Data privacy protections are on the rise globally, and every new law and amendment will add to the challenge of maintaining data privacy compliance. Morrison & Foerster’s Cynthia Rich discusses recent changes and what to expect this year and beyond.
Looking back over the past 10 years, the increase in the number of data privacy laws around the world has been staggering. Today, there are now 30 more data privacy laws around the world than there were five years ago, and 60 more than 10 years ago. Currently, 133 jurisdictions around the world have enacted omnibus data privacy laws; 102 of those laws[1] are in jurisdictions outside the European Economic Area (EEA).[2]

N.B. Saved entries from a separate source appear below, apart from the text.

//! Health Check and Metrics Endpoint
//!
//! HTTP endpoint for health checks, market data status reporting, and
//! Prometheus metrics.
//!
//! # Endpoints
//!
//! - `GET /health` - Returns JSON health status
//! - `GET /healthz` - Liveness probe (simple OK)
//! - `GET /readyz` - Readiness probe (valid credential and open price stream)
//! - `GET /metrics` - Prometheus metrics in text format

use std::net::SocketAddr;
use std::sync::Arc;
use std::time::Instant;

use axum::{Json, Router, extract::State, http::StatusCode, response::IntoResponse, routing::get};
use chrono::{DateTime, Utc};
use serde::Serialize;
use tokio::net::TcpListener;
use tokio_util::sync::CancellationToken;

use crate::application::services::{ChannelState, MarketDataService};
use crate::infrastructure::metrics::get_metrics_handle;

// =============================================================================
// Health Response Types
// =============================================================================

/// Health check response.
#[derive(Debug, Clone, Serialize)]
pub struct HealthResponse {
    /// Overall status: "healthy", "degraded", or "unhealthy".
    pub status: HealthStatus,
    /// Service version.
    pub version: String,
    /// Server uptime in seconds.
    pub uptime_secs: u64,
    /// Current time.
    pub current_time: DateTime<Utc>,
    /// Credential status.
    pub credential: CredentialStatus,
    /// Request quota status.
    pub quota: QuotaStatus,
    /// Price stream state.
    pub channel: ChannelState,
    /// Live subscription statistics.
    pub subscriptions: SubscriptionStatus,
}

/// Overall health status.
#[derive(Debug, Clone, Copy, PartialEq, Eq, Serialize)]
#[serde(rename_all = "lowercase")]
pub enum HealthStatus {
    /// Credential valid and price stream open.
    Healthy,
    /// Credential valid but streaming or quota impaired.
    Degraded,
    /// No valid credential; the data layer is unusable.
    Unhealthy,
}

/// Credential status.
#[derive(Debug, Clone, Serialize)]
pub struct CredentialStatus {
    /// Validity state name.
    pub state: &'static str,
    /// Whether the credential is valid.
    pub valid: bool,
    /// Number of known domestic symbols.
    pub domestic_symbols: usize,
}

/// Request quota status.
#[derive(Debug, Clone, Serialize)]
pub struct QuotaStatus {
    /// Whether the request reservoir is empty.
    pub exceeded: bool,
}

/// Subscription statistics.
#[derive(Debug, Clone, Serialize)]
pub struct SubscriptionStatus {
    /// Symbols with an upstream subscription.
    pub topics: usize,
    /// Registered price callbacks.
    pub callbacks: usize,
}

// =============================================================================
// Health Server State
// =============================================================================

/// Shared state for the health server.
pub struct HealthServerState {
    version: String,
    started_at: Instant,
    service: Arc<MarketDataService>,
}

impl HealthServerState {
    /// Create new health server state.
    #[must_use]
    pub fn new(version: String, service: Arc<MarketDataService>) -> Self {
        Self {
            version,
            started_at: Instant::now(),
            service,
        }
    }
}

// =============================================================================
// Health Server
// =============================================================================

/// Health check HTTP server.
pub struct HealthServer {
    port: u16,
    state: Arc<HealthServerState>,
    cancel: CancellationToken,
}

impl HealthServer {
    /// Create a new health server.
    #[must_use]
    pub const fn new(port: u16, state: Arc<HealthServerState>, cancel: CancellationToken) -> Self {
        Self {
            port,
            state,
            cancel,
        }
    }

    /// Run the health server until cancelled.
    ///
    /// # Errors
    ///
    /// Returns `HealthServerError` if binding fails or the HTTP server
    /// encounters a fatal error while running.
    pub async fn run(self) -> Result<(), HealthServerError> {
        let addr = SocketAddr::from(([0, 0, 0, 0], self.port));
        let listener = TcpListener::bind(addr)
            .await
            .map_err(|e| HealthServerError::BindFailed(self.port, e.to_string()))?;

        tracing::info!(port = self.port, "Health server listening");

        axum::serve(listener, router(self.state))
            .with_graceful_shutdown(self.cancel.cancelled_owned())
            .await
            .map_err(|e| HealthServerError::ServerFailed(e.to_string()))?;

        tracing::info!("Health server stopped");
        Ok(())
    }
}

fn router(state: Arc<HealthServerState>) -> Router {
    Router::new()
        .route("/health", get(health_handler))
        .route("/healthz", get(liveness_handler))
        .route("/readyz", get(readiness_handler))
        .route("/metrics", get(metrics_handler))
        .with_state(state)
}

// =============================================================================
// HTTP Handlers
// =============================================================================

async fn health_handler(State(state): State<Arc<HealthServerState>>) -> impl IntoResponse {
    let response = build_health_response(&state);
    let status_code = match response.status {
        HealthStatus::Healthy | HealthStatus::Degraded => StatusCode::OK,
        HealthStatus::Unhealthy => StatusCode::SERVICE_UNAVAILABLE,
    };
    (status_code, Json(response))
}

async fn liveness_handler() -> impl IntoResponse {
    (StatusCode::OK, "OK")
}

async fn readiness_handler(State(state): State<Arc<HealthServerState>>) -> impl IntoResponse {
    let service = &state.service;
    let is_ready =
        service.is_credential_valid() && service.current_channel_state() == ChannelState::Open;

    if is_ready {
        (StatusCode::OK, "READY")
    } else {
        (StatusCode::SERVICE_UNAVAILABLE, "NOT READY")
    }
}

async fn metrics_handler() -> impl IntoResponse {
    get_metrics_handle().map_or_else(
        || {
            (
                StatusCode::SERVICE_UNAVAILABLE,
                [("content-type", "text/plain")],
                "Metrics not initialized".to_string(),
            )
        },
        |handle| {
            let body = handle.render();
            (
                StatusCode::OK,
                [("content-type", "text/plain; version=0.0.4; charset=utf-8")],
                body,
            )
        },
    )
}

fn build_health_response(state: &HealthServerState) -> HealthResponse {
    let service = &state.service;
    let validity = *service.validity().borrow();
    let channel = service.current_channel_state();
    let quota_exceeded = service.is_quota_exceeded();
    let stats = service.subscription_stats();

    HealthResponse {
        status: determine_health_status(validity.is_valid(), channel, quota_exceeded),
        version: state.version.clone(),
        uptime_secs: state.started_at.elapsed().as_secs(),
        current_time: Utc::now(),
        credential: CredentialStatus {
            state: validity.as_str(),
            valid: validity.is_valid(),
            domestic_symbols: service.domestic_symbol_count(),
        },
        quota: QuotaStatus {
            exceeded: quota_exceeded,
        },
        channel,
        subscriptions: SubscriptionStatus {
            topics: stats.symbol_count,
            callbacks: stats.callback_count,
        },
    }
}

const fn determine_health_status(
    credential_valid: bool,
    channel: ChannelState,
    quota_exceeded: bool,
) -> HealthStatus {
    if !credential_valid {
        return HealthStatus::Unhealthy;
    }
    match channel {
        ChannelState::Open if !quota_exceeded => HealthStatus::Healthy,
        _ => HealthStatus::Degraded,
    }
}

// =============================================================================
// Errors
// =============================================================================

/// Health server errors.
#[derive(Debug, thiserror::Error)]
pub enum HealthServerError {
    /// Failed to bind to port.
    #[error("failed to bind to port {0}: {1}")]
    BindFailed(u16, String),

    /// Server error.
    #[error("server error: {0}")]
    ServerFailed(String),
}

// =============================================================================
// Tests
// =============================================================================

#[cfg(test)]
mod tests {
    use super::*;

    use parking_lot::RwLock;
    use test_case::test_case;
    use tokio::sync::mpsc;

    use crate::application::ports::{ConnectRequest, StreamConnector, StreamLink, SystemClock};
    use crate::domain::credential::Credential;
    use crate::infrastructure::config::ProviderSettings;
    use crate::infrastructure::gateway::HttpGateway;
    use crate::infrastructure::rate_limit::{RateBudget, RateLimiter};
    use crate::infrastructure::store::InMemoryStore;

    struct IdleConnector;

    impl StreamConnector for IdleConnector {
        fn connect(&self, _request: ConnectRequest) -> StreamLink {
            let (tx, _rx) = mpsc::unbounded_channel();
            StreamLink::new(tx, CancellationToken::new())
        }
    }

    #[test]
    fn health_status_serialization() {
        assert_eq!(
            serde_json::to_string(&HealthStatus::Healthy).unwrap(),
            "\"healthy\""
        );
        assert_eq!(
            serde_json::to_string(&HealthStatus::Degraded).unwrap(),
            "\"degraded\""
        );
        assert_eq!(
            serde_json::to_string(&HealthStatus::Unhealthy).unwrap(),
            "\"unhealthy\""
        );
    }

    #[test_case(true, ChannelState::Open, false, HealthStatus::Healthy ; "valid and open")]
    #[test_case(true, ChannelState::Open, true, HealthStatus::Degraded ; "quota exhausted")]
    #[test_case(true, ChannelState::Connecting, false, HealthStatus::Degraded ; "stream connecting")]
    #[test_case(true, ChannelState::Closed, false, HealthStatus::Degraded ; "stream closed")]
    #[test_case(false, ChannelState::Closed, false, HealthStatus::Unhealthy ; "invalid credential")]
    fn determine_status(valid: bool, channel: ChannelState, quota: bool, expected: HealthStatus) {
        assert_eq!(determine_health_status(valid, channel, quota), expected);
    }

    #[tokio::test]
    async fn endpoints_report_unvalidated_service() {
        let gateway = HttpGateway::new(
            &ProviderSettings::default(),
            Arc::new(RwLock::new(Credential::default())),
            RateLimiter::new(RateBudget::default()),
        )
        .unwrap();
        let service = Arc::new(MarketDataService::new(
            gateway,
            Arc::new(IdleConnector),
            Arc::new(InMemoryStore::new()),
            Arc::new(SystemClock),
        ));
        let state = Arc::new(HealthServerState::new("test".to_string(), service));

        let listener = TcpListener::bind("127.0.0.1:0").await.unwrap();
        let addr = listener.local_addr().unwrap();
        let cancel = CancellationToken::new();
        let server = tokio::spawn({
            let cancel = cancel.clone();
            async move {
                axum::serve(listener, router(state))
                    .with_graceful_shutdown(cancel.cancelled_owned())
                    .await
            }
        });

        let client = reqwest::Client::new();
        let ready = client
            .get(format!("http://{addr}/readyz"))
            .send()
            .await
            .unwrap();
        assert_eq!(ready.status(), reqwest::StatusCode::SERVICE_UNAVAILABLE);

        let health: serde_json::Value = client
            .get(format!("http://{addr}/health"))
            .send()
            .await
            .unwrap()
            .json()
            .await
            .unwrap();
        assert_eq!(health["status"], "unhealthy");
        assert_eq!(health["credential"]["state"], "unvalidated");
        assert_eq!(health["channel"], "closed");
        assert_eq!(health["subscriptions"]["topics"], 0);

        let live = client
            .get(format!("http://{addr}/healthz"))
            .send()
            .await
            .unwrap();
        assert_eq!(live.status(), reqwest::StatusCode::OK);

        cancel.cancel();
        server.await.unwrap().unwrap();
    }
}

The number of new and amended laws will continue to increase in 2021 and beyond. In the next couple of years alone, we may see as many as 12 or more new or updated laws enacted or introduced into national legislatures. While most of these laws share the same core data protection principles, they each have their own specific rules that differ from each other and make it challenging for companies to develop global or regional privacy compliance approaches.
If keeping up with these new data privacy laws is not challenging enough, the Schrems II decision issued last summer by the European Court of Justice has made data privacy compliance even more complicated. Organizations now face the daunting task of also assessing how existing surveillance laws and regulations may impact the adequacy of data protection provided in these 102 jurisdictions and then adopting on a case-by-case basis the appropriate contractual, technical or organizational supplementary measures to protect their data transfers to those jurisdictions.
Practically speaking, though, there is very little organizations can do to address foreign governments’ potential access to personal information transferred to their jurisdictions. This issue is more appropriately addressed by governments; however, until governments can work out a political solution, organizations will need to continuously monitor developments related to potential foreign government access to their transferred data and modify their supplementary measures as needed.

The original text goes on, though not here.